My parents were in a 1 bedroom on an assisted living floor. Dad's independent, and Mom had very early dementia. Mom ran out of LTC $$ and Dad decided to move them to a large, 2 bedroom 2 bathroom on an independent floor. My sister was absolutely against it.
I wanted Dad to be happy, Mom wasn't ever going to get better. I have been Mom's caregiver: I help her shower, take her to the grocery store, CVS, Starbucks, etc. I do their laundry. Well, I got fried, have zero social life, Dad got used to me being with Mom a lot and me spoiling him. I started not coming as often.
He knows Mom needs help showering. Dec and Jan were rough, as he spent much more time in the apartment with her. Football season, he had the flu.
My point: Dad hit rock bottom 3 days ago and said he can't take it anymore! She can be needy and he just keeps sending her to bed — all day except lunch and dinner! He met with their doctor, as I gently suggested, knowing he would say she needs a caregiver or be in assisted. Nope!

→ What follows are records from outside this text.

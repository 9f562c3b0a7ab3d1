use std::io::{BufRead, BufReader, ErrorKind, Write};
use std::net::TcpStream;
use std::thread;
use std::time::{Duration, Instant};

use serde_json::json;

use obol_core::v1::blockchain::Blockchain;
use obol_core::v1::message::{
    block_inventory_item, decode_block, getblocks_message, getdata_message, ping_message,
    verack_message, BlockData, InvData, Message, PingData, RejectData,
};
use obol_core::v1::message::codes;
use obol_core::v1::net::{endpoint, Node};
use obol_core::v1::params::{NetParams, MAINNET_START_STRING, PROTOCOL_VERSION};
use obol_core::v1::transaction::CoinTransfer;
use obol_core::wallet::Account;

fn test_params() -> NetParams {
    // Port 0 lets the OS pick a free port; the node advertises what it got.
    NetParams::mainnet("127.0.0.1", 0)
}

fn start_node() -> Node {
    start_node_with_chain(Blockchain::new(), test_params())
}

fn start_node_with_chain(chain: Blockchain, params: NetParams) -> Node {
    let node = Node::new(Account::generate().unwrap(), chain, params);
    node.start().unwrap();

    node
}

fn wait_until(timeout_ms: u64, mut cond: impl FnMut() -> bool) -> bool {
    let deadline = Instant::now() + Duration::from_millis(timeout_ms);

    while Instant::now() < deadline {
        if cond() {
            return true;
        }

        thread::sleep(Duration::from_millis(20));
    }

    cond()
}

/// Queues a transfer from the chain creator and mines it into a block.
fn mine_transfer(node: &Node, to: &Account, value: u64) {
    node.with_state(|s| {
        let creator = s.blockchain.creator().clone();
        assert!(s
            .blockchain
            .submit_transaction(&creator, &[CoinTransfer::to_account(to, value)]));
    });

    assert!(node.mine() > 0);
}

/// A hand-driven peer speaking the wire protocol directly, for exercising
/// exact message flows against a real node.
struct TestPeer {
    writer: TcpStream,
    reader: BufReader<TcpStream>,
    listen_port: u16,
}

impl TestPeer {
    fn connect(node_port: u16, listen_port: u16) -> Self {
        let writer = TcpStream::connect(("127.0.0.1", node_port)).unwrap();
        writer
            .set_read_timeout(Some(Duration::from_millis(100)))
            .unwrap();
        let reader = BufReader::new(writer.try_clone().unwrap());

        Self {
            writer,
            reader,
            listen_port,
        }
    }

    fn advertised_endpoint(&self) -> String {
        endpoint("127.0.0.1", self.listen_port)
    }

    fn send(&mut self, msg: &Message) {
        self.writer.write_all(msg.to_line().as_bytes()).unwrap();
    }

    fn send_version(&mut self, protocol_version: u32) {
        let msg = Message::new(
            MAINNET_START_STRING,
            codes::VERSION,
            json!({
                "version": protocol_version,
                "services": 1,
                "timestamp": 0.0,
                "addrReceivServices": 1,
                "ipAddress": "127.0.0.1",
                "port": self.listen_port,
            }),
        );

        self.send(&msg);
    }

    /// Reads one full line, riding out read timeouts until the deadline.
    fn recv(&mut self, timeout_ms: u64) -> Option<Message> {
        let deadline = Instant::now() + Duration::from_millis(timeout_ms);
        let mut line = String::new();

        loop {
            match self.reader.read_line(&mut line) {
                Ok(0) => return None,
                Ok(_) => return Message::from_line(&line).ok(),
                Err(err)
                    if err.kind() == ErrorKind::WouldBlock
                        || err.kind() == ErrorKind::TimedOut =>
                {
                    if Instant::now() >= deadline {
                        return None;
                    }
                }
                Err(_) => return None,
            };
        }
    }

    /// Reads messages until one with the wanted command code arrives.
    fn recv_command(&mut self, command: u32, timeout_ms: u64) -> Option<Message> {
        let deadline = Instant::now() + Duration::from_millis(timeout_ms);

        while Instant::now() < deadline {
            if let Some(msg) = self.recv(200) {
                if msg.command() == command {
                    return Some(msg);
                }
            }
        }

        None
    }

    /// Completes the handshake from the dialing side.
    fn handshake(&mut self) {
        self.send_version(PROTOCOL_VERSION);
        self.recv_command(codes::VERSION, 2000)
            .expect("peer answered with its version");
        self.send(&verack_message(MAINNET_START_STRING));
        self.recv_command(codes::VERACK, 2000)
            .expect("peer confirmed with verack");
    }

    /// True once the node closes the connection.
    fn wait_eof(&mut self, timeout_ms: u64) -> bool {
        let deadline = Instant::now() + Duration::from_millis(timeout_ms);
        let mut line = String::new();

        while Instant::now() < deadline {
            line.clear();

            match self.reader.read_line(&mut line) {
                Ok(0) => return true,
                Ok(_) => continue,
                Err(err)
                    if err.kind() == ErrorKind::WouldBlock
                        || err.kind() == ErrorKind::TimedOut =>
                {
                    continue;
                }
                Err(_) => return true,
            };
        }

        false
    }
}

#[test]
fn handshake_populates_both_peer_tables() {
    let a = start_node();
    let b = start_node();

    a.connect_to("127.0.0.1", b.port()).unwrap();

    assert!(wait_until(5000, || {
        a.peers().contains(&b.listen_endpoint()) && b.peers().contains(&a.listen_endpoint())
    }));

    assert!(wait_until(5000, || {
        a.with_state(|s| s.connected_count()) == 1 && b.with_state(|s| s.connected_count()) == 1
    }));

    a.stop();
    b.stop();
}

#[test]
fn connecting_to_self_is_dropped() {
    let a = start_node();

    a.connect_to("127.0.0.1", a.port()).unwrap();

    assert!(wait_until(5000, || a.with_state(|s| s.connection_count()) == 0));
    assert!(!a.peers().contains(&a.listen_endpoint()));

    a.stop();
}

// The protocol version is a compile-time constant, so two in-process nodes
// can never disagree about it; only the rejecting side of a mismatched
// handshake can be driven here, via a hand-rolled peer.
#[test]
fn version_mismatch_draws_a_reject_and_no_peer_entry() {
    let a = start_node();

    let mut peer = TestPeer::connect(a.port(), 39001);
    peer.send_version(PROTOCOL_VERSION + 1);

    let reject = peer
        .recv_command(codes::REJECT, 3000)
        .expect("node rejected the version");
    let data: RejectData = reject.data().unwrap();
    assert_eq!(data.msg_rejected_type, "version");
    assert_eq!(data.reject_code, 1);

    assert!(peer.wait_eof(3000));
    assert!(!a.peers().contains(&peer.advertised_endpoint()));

    a.stop();
}

#[test]
fn addr_union_is_idempotent_and_excludes_self() {
    let a = start_node();
    let own_endpoint = a.listen_endpoint();

    let mut peer = TestPeer::connect(a.port(), 39002);
    peer.handshake();

    let addrs = Message::new(
        MAINNET_START_STRING,
        codes::ADDR,
        json!({
            "ipAddresses": ["10.0.0.1_8010", "10.0.0.2_8010", "10.0.0.1_8010", own_endpoint],
            "ipAddressCount": 4,
        }),
    );

    peer.send(&addrs);
    assert!(wait_until(3000, || a.peers().len() >= 3));
    let after_first = a.peers();

    peer.send(&addrs);
    thread::sleep(Duration::from_millis(300));
    assert_eq!(a.peers(), after_first);

    let mut expected = vec![
        peer.advertised_endpoint(),
        String::from("10.0.0.1_8010"),
        String::from("10.0.0.2_8010"),
    ];
    let mut actual = after_first.clone();
    expected.sort();
    actual.sort();
    assert_eq!(actual, expected);

    a.stop();
}

#[test]
fn ping_is_answered_with_an_echoing_pong() {
    let a = start_node();

    let mut peer = TestPeer::connect(a.port(), 39003);
    peer.handshake();

    peer.send(&ping_message(MAINNET_START_STRING, 7777));

    let pong = peer
        .recv_command(codes::PONG, 3000)
        .expect("node answered the ping");
    let data: PingData = pong.data().unwrap();
    assert_eq!(data.nonce, 7777);

    a.stop();
}

#[test]
fn idle_connections_are_pinged() {
    let mut params = test_params();
    params.inactivity_tick_secs = 1;
    params.ping_limit_secs = 1;
    params.close_limit_secs = 3600;

    let a = start_node_with_chain(Blockchain::new(), params);

    let mut peer = TestPeer::connect(a.port(), 39004);
    peer.handshake();

    // Stay silent; the inactivity timer should ping us.
    assert!(peer.recv_command(codes::PING, 8000).is_some());

    a.stop();
}

#[test]
fn idle_connections_past_the_close_limit_are_dropped() {
    let mut params = test_params();
    params.inactivity_tick_secs = 1;
    params.ping_limit_secs = 1;
    params.close_limit_secs = 2;

    let a = start_node_with_chain(Blockchain::new(), params);

    let mut peer = TestPeer::connect(a.port(), 39005);
    peer.handshake();

    assert!(peer.wait_eof(15000));
    assert!(wait_until(3000, || a.with_state(|s| s.connection_count()) == 0));

    a.stop();
}

#[test]
fn getblocks_inv_getdata_deliver_the_missing_blocks() {
    let base = Blockchain::new();
    let a = start_node_with_chain(base.clone(), test_params());
    let recipient = Account::generate().unwrap();

    mine_transfer(&a, &recipient, 10);
    mine_transfer(&a, &recipient, 20);

    let genesis_hash = a.with_state(|s| s.blockchain.chain()[0].header_hash());

    let mut peer = TestPeer::connect(a.port(), 39006);
    peer.handshake();

    peer.send(&getblocks_message(MAINNET_START_STRING, &genesis_hash));

    let inv = peer.recv_command(codes::INV, 3000).expect("node sent an inv");
    let inv_data: InvData = inv.data().unwrap();
    assert_eq!(inv_data.count, 2);

    let items = inv_data
        .inventory
        .iter()
        .map(|i| block_inventory_item(&i.identifier))
        .collect();
    peer.send(&getdata_message(MAINNET_START_STRING, items));

    let first = peer.recv_command(codes::BLOCK, 3000).expect("first block");
    let second = peer.recv_command(codes::BLOCK, 3000).expect("second block");

    let first_data: BlockData = first.data().unwrap();
    let second_data: BlockData = second.data().unwrap();
    let blocks = vec![
        decode_block(&first_data).unwrap(),
        decode_block(&second_data).unwrap(),
    ];

    assert_eq!(blocks[0].block_number, 1);
    assert_eq!(blocks[1].block_number, 2);

    a.stop();
}

#[test]
fn unknown_getblocks_hash_advertises_from_just_after_genesis() {
    let a = start_node_with_chain(Blockchain::new(), test_params());
    let recipient = Account::generate().unwrap();

    mine_transfer(&a, &recipient, 10);

    let mut peer = TestPeer::connect(a.port(), 39007);
    peer.handshake();

    peer.send(&getblocks_message(MAINNET_START_STRING, "deadbeef"));

    let inv = peer.recv_command(codes::INV, 3000).expect("node sent an inv");
    let inv_data: InvData = inv.data().unwrap();

    assert_eq!(inv_data.count, 1);

    a.stop();
}

#[test]
fn a_fresh_node_downloads_the_longer_chain() {
    let base = Blockchain::new();
    let recipient = Account::generate().unwrap();

    let a = start_node_with_chain(base.clone(), test_params());
    let b = start_node_with_chain(base, test_params());

    mine_transfer(&a, &recipient, 10);
    mine_transfer(&a, &recipient, 20);

    b.connect_to("127.0.0.1", a.port()).unwrap();
    assert!(wait_until(5000, || {
        b.with_state(|s| s.connected_count()) == 1
    }));

    b.sync_with_peers();

    assert!(wait_until(8000, || {
        b.with_state(|s| s.blockchain.chain().len()) == 3
    }));

    b.with_state(|s| {
        assert!(s.blockchain.validate());
        assert_eq!(s.blockchain.account_total(&recipient.address()), 30);
    });

    a.stop();
    b.stop();
}

#[test]
fn mined_blocks_propagate_to_connected_peers() {
    let base = Blockchain::new();
    let recipient = Account::generate().unwrap();

    let a = start_node_with_chain(base.clone(), test_params());
    let b = start_node_with_chain(base, test_params());

    b.connect_to("127.0.0.1", a.port()).unwrap();
    assert!(wait_until(5000, || {
        a.with_state(|s| s.connected_count()) == 1 && b.with_state(|s| s.connected_count()) == 1
    }));

    mine_transfer(&a, &recipient, 25);

    assert!(wait_until(8000, || {
        b.with_state(|s| s.blockchain.chain().len()) == 2
    }));

    b.with_state(|s| {
        assert!(s.blockchain.validate());
        assert_eq!(s.blockchain.account_total(&recipient.address()), 25);
    });

    a.stop();
    b.stop();
}

#[test]
fn fresh_nodes_do_not_trigger_an_initial_block_download() {
    let a = start_node();

    assert!(!a.with_state(|s| s.should_start_sync()));

    a.stop();
}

Whatever Dad told him, the doctor highly recommended memory care! At a different facility! She's nowhere near that stage and my siblings and I are in shock. We know she needs a caregiver and companion, because I'm no longer willing to put another year of my life on hold.
Dad cried and feels terrible but he just needs to get an aide for her. He's always been impulsive and I'm praying someone presents him with other options. ANY thoughts, advise would be so helpful. I don't post often, but this community has saved my sanity. Thank you!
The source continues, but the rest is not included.